Cranial magnetic resonance imaging (a) on hospital day 7, (b) 5 months after hospitalization (both T2‐weighted images; upper image: transaxial view, lower image: coronal view) and (c) cranial computed tomography on admission.

Cranial magnetic resonance imaging (a) on hospital day 7, (b) 5 months after hospitalization (both T2‐weighted images; upper image: transaxial view, lower image: coronal view) and (c) cranial computed tomography on admission. ODS often occurs because of a rapid increase in plasma osmolality, and is primarily accompanied by a rapid correction of hyponatremia.
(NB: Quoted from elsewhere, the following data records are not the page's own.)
//! Lineup legality rules.
//!
//! Rules run in families: position eligibility, then slot distinctness,
//! then the burn rule together with the team-distribution constraint.
//! A family that reports errors stops the later ones, since they assume
//! every slot holds a real, eligible, unique player.

use super::{Lineup, LineupField, LineupSlots, LineupStore, ValidationError};
use crate::{
    models::{Player, Team},
    ManagerId, PlayerId, Result, Slot, TeamId, WeekNumber,
};
use std::collections::{HashMap, HashSet};
use tracing::debug;


/// Everything the rules need, fetched ahead of time.
#[derive(Debug, Clone, Default)]
pub struct LineupContext {
    /// Players referenced by the submitted slots; missing entries fail closed.
    pub players: HashMap<PlayerId, Player>,
    pub teams: HashMap<TeamId, Team>,
    /// Players the manager used in earlier weeks.
    pub used_players: HashSet<PlayerId>,
}

impl LineupContext {
    pub fn new(
        players: impl IntoIterator<Item = Player>,
        teams: impl IntoIterator<Item = Team>,
        previous_lineups: &[Lineup],
        week: WeekNumber,
    ) -> Self {
        Self {
            players: players.into_iter().map(|p| (p.id, p)).collect(),
            teams: teams.into_iter().map(|t| (t.id, t)).collect(),
            used_players: burned_players(previous_lineups, week),
        }
    }
}

/// Validate a lineup for `week` against pre-fetched data. Empty means legal.
pub fn validate_lineup(
    week: WeekNumber,
    slots: &LineupSlots,
    ctx: &LineupContext,
) -> Vec<ValidationError> {
    let errors = check_positions(slots, &ctx.players);
    if !errors.is_empty() {
        return errors;
    }

    let errors = check_distinct_players(slots, &ctx.players);
    if !errors.is_empty() {
        return errors;
    }

    let mut errors = check_burn_rule(slots, &ctx.used_players, &ctx.players, &ctx.teams);
    errors.extend(check_team_distribution(week, slots, &ctx.players));
    errors
}

/// Fetch the context for a submission through `store`, then validate it.
pub fn validate_submission<S: LineupStore + ?Sized>(
    store: &S,
    manager_id: ManagerId,
    week: WeekNumber,
    slots: &LineupSlots,
) -> Result<Vec<ValidationError>> {
    let ctx = load_context(store, manager_id, week, slots)?;
    let errors = validate_lineup(week, slots, &ctx);
    debug!(
        manager = %manager_id,
        week = %week,
        errors = errors.len(),
        "validated lineup"
    );
    Ok(errors)
}

/// Gather slot players, their teams and the manager's earlier lineups.
pub fn load_context<S: LineupStore + ?Sized>(
    store: &S,
    manager_id: ManagerId,
    week: WeekNumber,
    slots: &LineupSlots,
) -> Result<LineupContext> {
    let mut players = HashMap::new();
    for player_id in slots.player_ids() {
        if players.contains_key(&player_id) {
            continue;
        }
        if let Some(player) = store.find_player(player_id)? {
            players.insert(player_id, player);
        }
    }

    let mut teams = HashMap::new();
    for player in players.values() {
        if teams.contains_key(&player.team_id) {
            continue;
        }
        if let Some(team) = store.find_team(player.team_id)? {
            teams.insert(team.id, team);
        }
    }

    let previous = store.find_lineups_for_manager_before_week(manager_id, week)?;

    Ok(LineupContext {
        players,
        teams,
        used_players: burned_players(&previous, week),
    })
}

/// Each slot must hold an existing player of an eligible position.
pub fn check_positions(
    slots: &LineupSlots,
    players: &HashMap<PlayerId, Player>,
) -> Vec<ValidationError> {
    slots
        .iter()
        .filter(|(slot, player_id)| {
            !players
                .get(player_id)
                .is_some_and(|player| slot.accepts(player.position))
        })
        .map(|(slot, _)| {
            ValidationError::new(
                LineupField::Slot(slot),
                format!("{} slot must have {}.", slot, slot.requirement()),
            )
        })
        .collect()
}

/// A player may fill only one slot; repeats are reported on the later slot.
pub fn check_distinct_players(
    slots: &LineupSlots,
    players: &HashMap<PlayerId, Player>,
) -> Vec<ValidationError> {
    let mut first_slot: HashMap<PlayerId, Slot> = HashMap::new();
    let mut errors = Vec::new();

    for (slot, player_id) in slots.iter() {
        match first_slot.get(&player_id) {
            Some(first) => {
                let name = player_name(players, player_id);
                errors.push(ValidationError::new(
                    LineupField::Slot(slot),
                    format!(
                        "{} is already in the {} slot - a player can only fill one slot.",
                        name, first
                    ),
                ));
            }
            None => {
                first_slot.insert(player_id, slot);
            }
        }
    }

    errors
}

/// Every player from the manager's lineups in weeks before `week`.
pub fn burned_players(previous_lineups: &[Lineup], week: WeekNumber) -> HashSet<PlayerId> {
    previous_lineups
        .iter()
        .filter(|lineup| lineup.week < week)
        .flat_map(|lineup| lineup.slots.player_ids())
        .collect()
}

/// No slot may reuse a player from an earlier week.
pub fn check_burn_rule(
    slots: &LineupSlots,
    used_players: &HashSet<PlayerId>,
    players: &HashMap<PlayerId, Player>,
    teams: &HashMap<TeamId, Team>,
) -> Vec<ValidationError> {
    slots
        .iter()
        .filter(|(_, player_id)| used_players.contains(player_id))
        .map(|(slot, player_id)| {
            let player = players.get(&player_id);
            let name = player_name(players, player_id);
            let code = player
                .and_then(|p| teams.get(&p.team_id))
                .map_or("?", |t| t.short_code.as_str());
            ValidationError::new(
                LineupField::Slot(slot),
                format!(
                    "You already used {} ({}) in a previous week - cannot use them again.",
                    name, code
                ),
            )
        })
        .collect()
}

/// How many lineup players come from each team, largest first.
pub fn team_counts(slots: &LineupSlots, players: &HashMap<PlayerId, Player>) -> Vec<usize> {
    let mut by_team: HashMap<TeamId, usize> = HashMap::new();
    for player_id in slots.player_ids() {
        if let Some(player) = players.get(&player_id) {
            *by_team.entry(player.team_id).or_insert(0) += 1;
        }
    }

    let mut counts: Vec<usize> = by_team.into_values().collect();
    counts.sort_unstable_by(|a, b| b.cmp(a));
    counts
}

/// Per-week team-distribution requirement.
#[derive(Debug, Clone, Copy, PartialEq, Eq)]
pub enum TeamRule {
    /// At least five teams, at most one player from any of them.
    OnePerTeam,
    /// Exactly `counts.len()` teams with these per-team counts, largest first.
    Split { counts: &'static [usize] },
}

impl TeamRule {
    pub fn for_week(week: WeekNumber) -> Option<Self> {
        match week.as_u8() {
            1 | 2 => Some(TeamRule::OnePerTeam),
            3 => Some(TeamRule::Split { counts: &[2, 1, 1, 1] }),
            4 => Some(TeamRule::Split { counts: &[3, 2] }),
            _ => None,
        }
    }
}

/// Enforce the week's required team shape.
pub fn check_team_distribution(
    week: WeekNumber,
    slots: &LineupSlots,
    players: &HashMap<PlayerId, Player>,
) -> Vec<ValidationError> {
    let counts = team_counts(slots, players);
    let round = week.label().unwrap_or("this");

    let message = match TeamRule::for_week(week) {
        Some(TeamRule::OnePerTeam) => {
            if counts.len() < 5 || counts.first().is_some_and(|c| *c > 1) {
                Some(format!(
                    "For {} round, you must select players from 5 different teams (max 1 player per team).",
                    round
                ))
            } else {
                None
            }
        }
        Some(TeamRule::Split { counts: required }) => {
            if counts.len() != required.len() {
                Some(format!(
                    "{} lineup must include players from exactly {} different teams.",
                    round,
                    required.len()
                ))
            } else if counts != required {
                Some(format!(
                    "{} lineup must be {} ({}).",
                    round,
                    split_label(required),
                    split_description(required)
                ))
            } else {
                None
            }
        }
        None => Some("Invalid week number.".to_string()),
    };

    message
        .map(|m| vec![ValidationError::new(LineupField::Lineup, m)])
        .unwrap_or_default()
}

fn split_label(counts: &[usize]) -> String {
    counts
        .iter()
        .map(|c| c.to_string())
        .collect::<Vec<_>>()
        .join("-")
}

fn split_description(counts: &[usize]) -> String {
    match counts {
        [3, 2] => "a 3-2 split between the two teams".to_string(),
        [2, 1, 1, 1] => {
            "one team with 2 players, three teams with 1 player each".to_string()
        }
        _ => format!("{} players from {} teams", counts.iter().sum::<usize>(), counts.len()),
    }
}

fn player_name(players: &HashMap<PlayerId, Player>, player_id: PlayerId) -> String {
    players
        .get(&player_id)
        .map(|p| p.name.clone())
        .unwrap_or_else(|| format!("Player {}", player_id))
}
In contrast, it has been reported that the onset of ODS mainly results from an increase in plasma osmolality, not an increase in sodium itself1. In previous reports of ODS caused by hyperglycemia2, 3, ODS is diagnosed after acute treatment. Therefore, it is not clear whether ODS has already developed before admission, or if it is caused by treatment. In the present case, the serum Na level increased after a decrease in the blood glucose level after admission. However, the drop in plasma osmolality and observation of a pre‐existing low‐density area in the central pontine region on computed tomography (Figure 1c) on admission suggested that ODS had already occurred by the time of admission. Immune responses, such as microglial activation, have recently been reported as a mechanism of ODS onset4, and some previous reports of ODS were concomitant with type 1 diabetes2, 3. However, it remains unclear if an autoimmune predisposition could have contributed to ODS pathogenesis.

Disclosure

The authors declare no conflict of interest.